Laski jak to z nami jest? Czasami kochamy MAXI, patrzymy na modelki w przepięknych sukniach do samych kostek, a potem same pragniemy być jak księżniczki. Kupujemy więc ową MAXI i…
… czujemy się:
a) dziesięć lat starzej
b) dziesięć kilo grubiej
c) jak chłopka pracująca w średniowiecznej stajni
Szczerze? Ja zaznaczam wszystkie te odpowiedzi. A wiecie jaki jest mój problem? Jestem niska! I często zakładając MAXI, wydaje mi się, że się skurczam i poszerzam. Do tego nie znoszę zakładać obcasów do MAXI, więc dodatkowych centymetrów w żaden (mniej lub bardziej magiczny) sposób sobie nie dodam. Tym samym ciągle coś jest nie tak?

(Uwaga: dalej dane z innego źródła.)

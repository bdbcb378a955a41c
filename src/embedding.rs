//! Client for the remote embedding service.
//!
//! The service speaks a strict request/reply protocol: the client sends one
//! protobuf-encoded [`NodeEmbeddingRequest`], then reads exactly one
//! [`NodeEmbeddingResponse`]. Bodies travel in 4-byte little-endian length
//! frames over a persistent TCP connection to `127.0.0.1:<port>`. Each worker
//! thread owns its connection (the client lives inside a scratch slot), so no
//! cross-thread socket sharing ever happens.
//!
//! Any send/receive/parse failure closes the connection; the next call
//! reconnects lazily. Both directions carry a 300 second timeout.

use std::io::{Read, Write};
use std::net::TcpStream;
use std::time::Duration;

use prost::Message;
use tracing::{debug, warn};

use crate::distance::{norm, Metric};
use crate::error::{Result, SearchError};

/// Send and receive timeout on the embedding connection.
pub const FETCH_TIMEOUT: Duration = Duration::from_secs(300);

/// Batch of node ids whose embeddings the engine wants.
#[derive(Clone, PartialEq, Message)]
pub struct NodeEmbeddingRequest {
    #[prost(uint32, repeated, tag = "1")]
    pub node_ids: Vec<u32>,
}

/// Dense vectors for a request batch.
///
/// `dimensions` holds exactly `[batch, dim]`; `embeddings_data` is
/// `batch * dim` little-endian `f32`s packed contiguously. `missing_ids` is
/// reserved for server-side misses.
#[derive(Clone, PartialEq, Message)]
pub struct NodeEmbeddingResponse {
    #[prost(bytes = "vec", tag = "1")]
    pub embeddings_data: Vec<u8>,
    #[prost(int32, repeated, tag = "2")]
    pub dimensions: Vec<i32>,
    #[prost(uint32, repeated, tag = "3")]
    pub missing_ids: Vec<u32>,
}

/// Write one length-framed message body.
pub fn write_frame(stream: &mut TcpStream, body: &[u8]) -> std::io::Result<()> {
    stream.write_all(&(body.len() as u32).to_le_bytes())?;
    stream.write_all(body)?;
    stream.flush()
}

/// Read one length-framed message body.
pub fn read_frame(stream: &mut TcpStream) -> std::io::Result<Vec<u8>> {
    let mut len_buf = [0u8; 4];
    stream.read_exact(&mut len_buf)?;
    let len = u32::from_le_bytes(len_buf) as usize;
    let mut body = vec![0u8; len];
    stream.read_exact(&mut body)?;
    Ok(body)
}

/// Per-worker handle to the embedding service.
///
/// Owned by one scratch slot; the connection persists across queries and is
/// dropped (closing the socket) when the slot is torn down.
pub struct EmbeddingClient {
    port: u16,
    conn: Option<TcpStream>,
}

impl EmbeddingClient {
    pub fn new(port: u16) -> Self {
        Self { port, conn: None }
    }

    fn ensure_connected(&mut self) -> std::io::Result<&mut TcpStream> {
        if self.conn.is_none() {
            let stream = TcpStream::connect(("127.0.0.1", self.port))?;
            stream.set_read_timeout(Some(FETCH_TIMEOUT))?;
            stream.set_write_timeout(Some(FETCH_TIMEOUT))?;
            stream.set_nodelay(true)?;
            debug!(port = self.port, "connected to embedding service");
            self.conn = Some(stream);
        }
        Ok(self.conn.as_mut().unwrap())
    }

    /// Fetch one `f32` vector per id, in request order.
    ///
    /// Fails with [`SearchError::Fetch`] on transport failure, parse failure,
    /// a malformed `dimensions` field, batch-size mismatch, or payload size
    /// mismatch. The connection is closed on every failure path so the next
    /// call starts fresh.
    pub fn fetch(&mut self, node_ids: &[u32]) -> Result<Vec<Vec<f32>>> {
        let req = NodeEmbeddingRequest {
            node_ids: node_ids.to_vec(),
        };
        let body = req.encode_to_vec();

        let outcome = (|| -> std::result::Result<Vec<u8>, String> {
            let stream = self
                .ensure_connected()
                .map_err(|e| format!("connect: {e}"))?;
            write_frame(stream, &body).map_err(|e| format!("send: {e}"))?;
            read_frame(stream).map_err(|e| format!("recv: {e}"))
        })();

        let raw = match outcome {
            Ok(raw) => raw,
            Err(msg) => {
                warn!(port = self.port, error = %msg, "embedding transport failure");
                self.conn = None;
                return Err(SearchError::Fetch(msg));
            }
        };

        let resp = NodeEmbeddingResponse::decode(raw.as_slice()).map_err(|e| {
            self.conn = None;
            SearchError::Fetch(format!("decode: {e}"))
        })?;

        if resp.dimensions.len() != 2 {
            self.conn = None;
            return Err(SearchError::Fetch(format!(
                "response has {} dimension entries, expected 2",
                resp.dimensions.len()
            )));
        }
        let batch = resp.dimensions[0];
        let dim = resp.dimensions[1];
        if batch < 0 || dim < 0 || batch as usize != node_ids.len() {
            self.conn = None;
            return Err(SearchError::Fetch(format!(
                "response batch {} does not match request of {}",
                batch,
                node_ids.len()
            )));
        }
        let (batch, dim) = (batch as usize, dim as usize);
        let expected = batch * dim * 4;
        if resp.embeddings_data.len() != expected {
            self.conn = None;
            return Err(SearchError::Fetch(format!(
                "embedding payload is {} bytes, expected {}",
                resp.embeddings_data.len(),
                expected
            )));
        }

        let mut out = Vec::with_capacity(batch);
        for i in 0..batch {
            let bytes = &resp.embeddings_data[i * dim * 4..(i + 1) * dim * 4];
            out.push(
                bytes
                    .chunks_exact(4)
                    .map(|c| f32::from_le_bytes([c[0], c[1], c[2], c[3]]))
                    .collect(),
            );
        }
        Ok(out)
    }
}

/// Apply the same transform the index builder applied to the base set, so
/// that distances against fetched embeddings land in the search regime.
///
/// L2: none. Cosine: per-vector normalize. Inner product: scale the first
/// `data_dim - 1` dims by `1 / max_base_norm` and append the MIPS-to-L2
/// coordinate `sqrt(max(0, 1 - ||v||^2 / max_base_norm^2))`.
pub fn preprocess_fetched(
    embeddings: &mut [Vec<f32>],
    metric: Metric,
    max_base_norm: f32,
    data_dim: usize,
) {
    for emb in embeddings.iter_mut() {
        if emb.len() < data_dim.saturating_sub(1) {
            emb.resize(data_dim.saturating_sub(1), 0.0);
        }
        match metric {
            Metric::InnerProduct => {
                let inherent = data_dim - 1;
                let norm_sq: f32 = emb[..inherent].iter().map(|v| v * v).sum();
                for v in emb[..inherent].iter_mut() {
                    *v /= max_base_norm;
                }
                let res = 1.0 - norm_sq / (max_base_norm * max_base_norm);
                let tail = if res <= 0.0 { 0.0 } else { res.sqrt() };
                emb.resize(data_dim, tail);
            }
            Metric::Cosine => {
                let n = norm(emb);
                if n > 0.0 {
                    for v in emb.iter_mut() {
                        *v /= n;
                    }
                }
            }
            Metric::L2 => {}
        }
    }
}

Problem jednak nie leży wcale w moim wzroście. Problem to dobór odpowiedniej MAXI do figury, wzrostu itd…
Niskie dziewczyny do 170 cm powinny stawiać na MAXI na cieniutkich ramiączkach, z dekoltem V lub z fajnym widocznym rozporkiem. Te elementy wydłużą i wysmuklą nas. Ja ponieważ mam figurę gruszki wybrałam taką z falbanami przy ramionach i efekt jest niesamowity. Wreszcie nie czuje się w MAXI jak w worku jutowym. Co więcej czuje się lekko, zwiewnie i wygodnie, a przecież właśnie taki efekt chciałam uzyskać.
Dziewczyny pamiętajcie zatem by przy wyborze MAXI kierować się tym co zazwyczaj Wam przeszkadza. Nie dajcie zwieźć się pokusie pt: „Ta sukienka jest taka śliczna”, bo może i jest, ale niekoniecznie będzie taka śliczna na WAS!